▼
//! Opaque refresh tokens
//!
//! The raw secret goes to the client once. Only its SHA-256 hex digest is
//! stored, so a leaked table cannot be replayed.

use std::sync::Arc;

use base64::Engine;
use chrono::{Duration, Utc};
use leave_core::{
    Account, AccountRepository, NewRefreshToken, RefreshTokenRepository, Result,
};
use rand::Rng;
use tokio::task::JoinHandle;

/// Generate a 32-byte secret from the thread CSPRNG, URL-safe base64
pub fn generate_secret() -> String {
    let mut rng = rand::thread_rng();
    let token_bytes: [u8; 32] = rng.gen();
    base64::engine::general_purpose::URL_SAFE_NO_PAD.encode(token_bytes)
}

/// Hash a secret for storage (SHA-256, lowercase hex)
pub fn hash_secret(raw: &str) -> String {
    use sha2::{Digest, Sha256};
    let mut hasher = Sha256::new();
    hasher.update(raw.as_bytes());
    format!("{:x}", hasher.finalize())
}

/// Refresh token lifecycle on top of the token and account repositories
#[derive(Clone)]
pub struct RefreshTokenStore {
    tokens: Arc<dyn RefreshTokenRepository>,
    accounts: Arc<dyn AccountRepository>,
    ttl: Duration,
}

impl RefreshTokenStore {
    pub fn new(
        tokens: Arc<dyn RefreshTokenRepository>,
        accounts: Arc<dyn AccountRepository>,
        ttl: Duration,
    ) -> Self {
        Self {
            tokens,
            accounts,
            ttl,
        }
    }

    /// Create and persist a new token for `account_id`, returning the raw secret
    pub async fn issue_and_store(&self, account_id: i64) -> Result<String> {
        let raw = generate_secret();
        self.tokens
            .insert_refresh_token(NewRefreshToken {
                account_id,
                token_hash: hash_secret(&raw),
                expires_at: Utc::now() + self.ttl,
            })
            .await?;
        Ok(raw)
    }

    /// Look up the account behind a live token.
    ///
    /// `None` when the token is unknown, expired, or its account is gone.
    pub async fn resolve(&self, raw: &str) -> Result<Option<Account>> {
        let Some(record) = self.tokens.find_refresh_token(&hash_secret(raw)).await? else {
            return Ok(None);
        };
        if !record.is_live_at(Utc::now()) {
            return Ok(None);
        }
        self.accounts.find_account_by_id(record.account_id).await
    }

    /// Delete the token. Returns whether it existed.
    pub async fn revoke(&self, raw: &str) -> Result<bool> {
        self.tokens.delete_refresh_token(&hash_secret(raw)).await
    }

    /// Consume a live token and hand out its replacement in one step.
    ///
    /// Concurrent rotations of the same secret have at most one winner; the
    /// rest get `None`, exactly like a replay of an already used token.
    pub async fn rotate(&self, raw: &str) -> Result<Option<(Account, String)>> {
        let now = Utc::now();
        let replacement = generate_secret();
        let replacement_hash = hash_secret(&replacement);

        let Some(record) = self
            .tokens
            .rotate_refresh_token(&hash_secret(raw), &replacement_hash, now + self.ttl, now)
            .await?
        else {
            return Ok(None);
        };

        match self.accounts.find_account_by_id(record.account_id).await? {
            Some(account) => Ok(Some((account, replacement))),
            None => {
                self.tokens.delete_refresh_token(&replacement_hash).await?;
                Ok(None)
            }
        }
    }

    /// Delete every token that expired before now
    pub async fn sweep_expired(&self) -> Result<u64> {
        self.tokens.delete_expired_refresh_tokens(Utc::now()).await
    }

    /// Run `sweep_expired` on a fixed interval until the runtime shuts down
    pub fn spawn_sweeper(self, every: std::time::Duration) -> JoinHandle<()> {
        tokio::spawn(async move {
            let mut ticker = tokio::time::interval(every);
            // The first tick completes immediately
            ticker.tick().await;
            loop {
                ticker.tick().await;
                match self.sweep_expired().await {
                    Ok(0) => {}
                    Ok(count) => tracing::info!(count, "Swept expired refresh tokens"),
                    Err(e) => tracing::warn!(error = %e, "Refresh token sweep failed"),
                }
            }
        })
    }
}

#[cfg(test)]
mod tests {
    use super::*;
    use chrono::NaiveDate;
    use leave_core::{MemoryStore, NewAccount, Role};

    async fn store_with_account(ttl: Duration) -> (Arc<MemoryStore>, RefreshTokenStore, Account) {
        let db = Arc::new(MemoryStore::new());
        let account = db
            .create_account(NewAccount {
                name: "Dana".to_string(),
                email: "dana@example.com".to_string(),
                department: "Ops".to_string(),
                joining_date: NaiveDate::from_ymd_opt(2024, 1, 1).unwrap(),
                leave_balance: 20,
                password_hash: String::new(),
                role: Role::Employee,
            })
            .await
            .unwrap();
        let store = RefreshTokenStore::new(db.clone(), db.clone(), ttl);
        (db, store, account)
    }

    #[test]
    fn test_secret_shape() {
        let secret = generate_secret();
        // 32 bytes in unpadded base64
        assert_eq!(secret.len(), 43);
        assert!(!secret.contains('='));
        assert!(!secret.contains('+') && !secret.contains('/'));
        assert_ne!(secret, generate_secret());
    }

    #[test]
    fn test_hash_is_sha256_hex() {
        let hash = hash_secret("abc");
        assert_eq!(
            hash,
            "ba7816bf8f01cfea414140de5dae2223b00361a396177a9cb410ff61f20015ad"
        );
    }

    #[tokio::test]
    async fn test_issue_resolve_revoke() {
        let (db, store, account) = store_with_account(Duration::days(7)).await;

        let raw = store.issue_and_store(account.id).await.unwrap();
        assert_eq!(db.refresh_token_count().await, 1);

        // Raw secret is never stored
        assert!(db.find_refresh_token(&raw).await.unwrap().is_none());

        let resolved = store.resolve(&raw).await.unwrap().expect("live token");
        assert_eq!(resolved.id, account.id);

        assert!(store.revoke(&raw).await.unwrap());
        assert!(!store.revoke(&raw).await.unwrap());
        assert!(store.resolve(&raw).await.unwrap().is_none());
    }

    #[tokio::test]
    async fn test_expired_token_does_not_resolve_or_rotate() {
        let (_db, store, account) = store_with_account(Duration::seconds(-1)).await;

        let raw = store.issue_and_store(account.id).await.unwrap();
        assert!(store.resolve(&raw).await.unwrap().is_none());
        assert!(store.rotate(&raw).await.unwrap().is_none());
    }

    #[tokio::test]
    async fn test_rotate_consumes_presented_token() {
        let (db, store, account) = store_with_account(Duration::days(7)).await;
        let raw = store.issue_and_store(account.id).await.unwrap();

        let (owner, replacement) = store.rotate(&raw).await.unwrap().expect("rotated");
        assert_eq!(owner.id, account.id);
        assert_ne!(replacement, raw);
        assert_eq!(db.refresh_token_count().await, 1);

        // Replay fails, the replacement works
        assert!(store.rotate(&raw).await.unwrap().is_none());
        assert!(store.resolve(&replacement).await.unwrap().is_some());
    }

    #[tokio::test]
    async fn test_sweep_removes_only_expired() {
        let (db, live_store, account) = store_with_account(Duration::days(7)).await;
        let expired_store =
            RefreshTokenStore::new(db.clone(), db.clone(), Duration::seconds(-10));

        let live = live_store.issue_and_store(account.id).await.unwrap();
        expired_store.issue_and_store(account.id).await.unwrap();
        expired_store.issue_and_store(account.id).await.unwrap();

        assert_eq!(live_store.sweep_expired().await.unwrap(), 2);
        assert_eq!(db.refresh_token_count().await, 1);
        assert!(live_store.resolve(&live).await.unwrap().is_some());
    }
}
▲
- [Task prompt]: Please list every line of the records that contains "owner".

- [Answer to this exercise]:
        let (owner, replacement) = store.rotate(&raw).await.unwrap().expect("rotated");
        assert_eq!(owner.id, account.id);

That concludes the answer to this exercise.